Task prompt: Go through the entries and say how many lines contain the string "else". The number is the whole answer.

Recorded information:
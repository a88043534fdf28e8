use crate::config::ParserConfig;
use crate::error::{ParsingError, SourceLocation};
use crate::rule::Rule;
use crate::value::ValueStack;
use parsing_common::{Checkpoint, Match, RuleId, Span};
use scanner_framework::Scanner;

/// Mutable state of one parse call.
///
/// Everything a parse mutates lives here: the scanner, the value stack and
/// the rule nesting depth. The rule table is shared and read-only, so any
/// number of contexts can run against the same domain.
pub(crate) struct ParseContext<'d, V> {
    rules: &'d [Rule<V>],
    pub(crate) scanner: Scanner,
    pub(crate) stack: ValueStack<V>,
    max_depth: usize,
    depth: usize,
}

impl<'d, V> ParseContext<'d, V> {
    pub(crate) fn new(rules: &'d [Rule<V>], scanner: Scanner, config: &ParserConfig) -> Self {
        Self {
            rules,
            scanner,
            stack: ValueStack::new(),
            max_depth: config.max_recursion_depth,
            depth: 0,
        }
    }

    pub(crate) fn rule(&self, id: RuleId) -> &'d Rule<V> {
        &self.rules[id.index()]
    }

    pub(crate) fn location(&self, span: Span) -> SourceLocation {
        SourceLocation::new(
            self.scanner.shared_file_name(),
            span,
            self.scanner.cursor().buffer(),
        )
    }

    /// A hit covering everything consumed since `start`.
    pub(crate) fn matched_since(&self, start: Checkpoint) -> Match {
        Match::hit(self.scanner.offset() - start.index())
    }

    /// Consumes one code point if `accept` admits it.
    pub(crate) fn scan_one(&mut self, accept: impl FnOnce(char) -> bool) -> Match {
        match self.scanner.peek() {
            Some(ch) if accept(ch) => {
                self.scanner.advance();
                Match::hit(1)
            }
            _ => Match::nothing(),
        }
    }

    /// Applies the skip rule at the current position.
    ///
    /// Does nothing when the grammar has no skip rule, while the skip rule
    /// itself is running, or inside a token. Values the skip rule pushes are
    /// discarded.
    pub(crate) fn skip(&mut self) -> Result<(), ParsingError> {
        let Some(skip_rule) = self.scanner.active_skip_rule() else {
            return Ok(());
        };
        let rule = self.rule(skip_rule);
        let start = self.scanner.checkpoint();
        let mark = self.stack.len();

        self.scanner.begin_skip();
        let result = rule.parse(self);
        self.scanner.end_skip();

        if !result?.is_hit() {
            self.scanner.restore(start);
        }
        self.stack.truncate(mark);
        Ok(())
    }

    pub(crate) fn enter_rule(&mut self, rule: &Rule<V>) -> Result<(), ParsingError> {
        if self.max_depth > 0 && self.depth >= self.max_depth {
            return Err(ParsingError::RecursionLimitExceeded {
                rule: rule.full_name().to_string(),
                max_depth: self.max_depth,
                location: self.location(self.scanner.current_span()),
            });
        }
        self.depth += 1;
        if self.scanner.is_skipping() {
            return Ok(());
        }

        log::trace!(
            "enter {} at {}",
            rule.full_name(),
            self.scanner.position()
        );
        let remaining = self.scanner.cursor().remaining();
        if let Some(log) = self.scanner.log_mut() {
            log.begin_rule(rule.name())?;
            log.try_input(&remaining)?;
        }
        Ok(())
    }

    pub(crate) fn leave_rule(
        &mut self,
        rule: &Rule<V>,
        start: Checkpoint,
        matched: Match,
    ) -> Result<(), ParsingError> {
        self.depth = self.depth.saturating_sub(1);
        if self.scanner.is_skipping() {
            return Ok(());
        }

        log::trace!(
            "leave {} at {} ({})",
            rule.full_name(),
            self.scanner.position(),
            if matched.is_hit() { "hit" } else { "miss" }
        );
        let text = self.scanner.text_from(start);
        if let Some(log) = self.scanner.log_mut() {
            if matched.is_hit() {
                log.success(&text)?;
            } else {
                log.fail()?;
            }
            log.end_rule(rule.name())?;
        }
        Ok(())
    }

    /// Closes an activation that ended with an error, keeping the depth
    /// count and the trace balanced. The original error wins over a failing
    /// trace writer.
    pub(crate) fn abandon_rule(&mut self, rule: &Rule<V>, start: Checkpoint) {
        if let Err(error) = self.leave_rule(rule, start, Match::nothing()) {
            log::warn!("could not close trace of {}: {}", rule.full_name(), error);
        }
    }

    /// Flushes the parse log, if any.
    pub(crate) fn finish(&mut self) -> Result<(), ParsingError> {
        if let Some(log) = self.scanner.log_mut() {
            log.flush()?;
        }
        Ok(())
    }
}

Reply to the exercise: 3